Exercise data: Begin
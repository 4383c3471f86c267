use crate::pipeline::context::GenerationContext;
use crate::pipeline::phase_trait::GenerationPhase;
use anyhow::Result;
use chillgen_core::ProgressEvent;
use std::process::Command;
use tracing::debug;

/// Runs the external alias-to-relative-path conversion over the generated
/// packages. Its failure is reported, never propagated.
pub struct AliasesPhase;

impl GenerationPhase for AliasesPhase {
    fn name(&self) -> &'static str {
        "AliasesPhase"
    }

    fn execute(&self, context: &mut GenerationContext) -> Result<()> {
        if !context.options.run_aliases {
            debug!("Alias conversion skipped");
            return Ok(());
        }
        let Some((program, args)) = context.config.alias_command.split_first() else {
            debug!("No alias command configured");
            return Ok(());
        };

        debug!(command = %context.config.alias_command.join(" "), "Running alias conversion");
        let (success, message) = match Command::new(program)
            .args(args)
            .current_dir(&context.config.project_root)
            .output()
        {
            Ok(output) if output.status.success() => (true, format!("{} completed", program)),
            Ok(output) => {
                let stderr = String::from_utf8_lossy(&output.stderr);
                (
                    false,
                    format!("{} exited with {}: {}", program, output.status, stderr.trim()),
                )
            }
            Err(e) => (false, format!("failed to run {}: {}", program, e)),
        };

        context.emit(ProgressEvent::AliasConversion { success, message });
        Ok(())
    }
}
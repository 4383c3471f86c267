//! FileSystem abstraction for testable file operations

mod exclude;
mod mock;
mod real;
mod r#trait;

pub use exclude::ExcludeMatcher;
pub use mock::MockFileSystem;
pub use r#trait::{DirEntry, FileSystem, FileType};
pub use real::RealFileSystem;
Exercise data: End
→ **Exercise prompt**
The full set of entries must be transcribed exactly.

→ **Written solution**
repository 4383c3471f86c267
use crate::pipeline::context::GenerationContext;
use crate::pipeline::phase_trait::GenerationPhase;
use anyhow::Result;
use chillgen_core::ProgressEvent;
use std::process::Command;
use tracing::debug;

/// Runs the external alias-to-relative-path conversion over the generated
/// packages. Its failure is reported, never propagated.
pub struct AliasesPhase;

impl GenerationPhase for AliasesPhase {
    fn name(&self) -> &'static str {
        "AliasesPhase"
    }

    fn execute(&self, context: &mut GenerationContext) -> Result<()> {
        if !context.options.run_aliases {
            debug!("Alias conversion skipped");
            return Ok(());
        }
        let Some((program, args)) = context.config.alias_command.split_first() else {
            debug!("No alias command configured");
            return Ok(());
        };

        debug!(command = %context.config.alias_command.join(" "), "Running alias conversion");
        let (success, message) = match Command::new(program)
            .args(args)
            .current_dir(&context.config.project_root)
            .output()
        {
            Ok(output) if output.status.success() => (true, format!("{} completed", program)),
            Ok(output) => {
                let stderr = String::from_utf8_lossy(&output.stderr);
                (
                    false,
                    format!("{} exited with {}: {}", program, output.status, stderr.trim()),
                )
            }
            Err(e) => (false, format!("failed to run {}: {}", program, e)),
        };

        context.emit(ProgressEvent::AliasConversion { success, message });
        Ok(())
    }
}
repository 4383c3471f86c267
//! FileSystem abstraction for testable file operations

mod exclude;
mod mock;
mod real;
mod r#trait;

pub use exclude::ExcludeMatcher;
pub use mock::MockFileSystem;
pub use r#trait::{DirEntry, FileSystem, FileType};
pub use real::RealFileSystem;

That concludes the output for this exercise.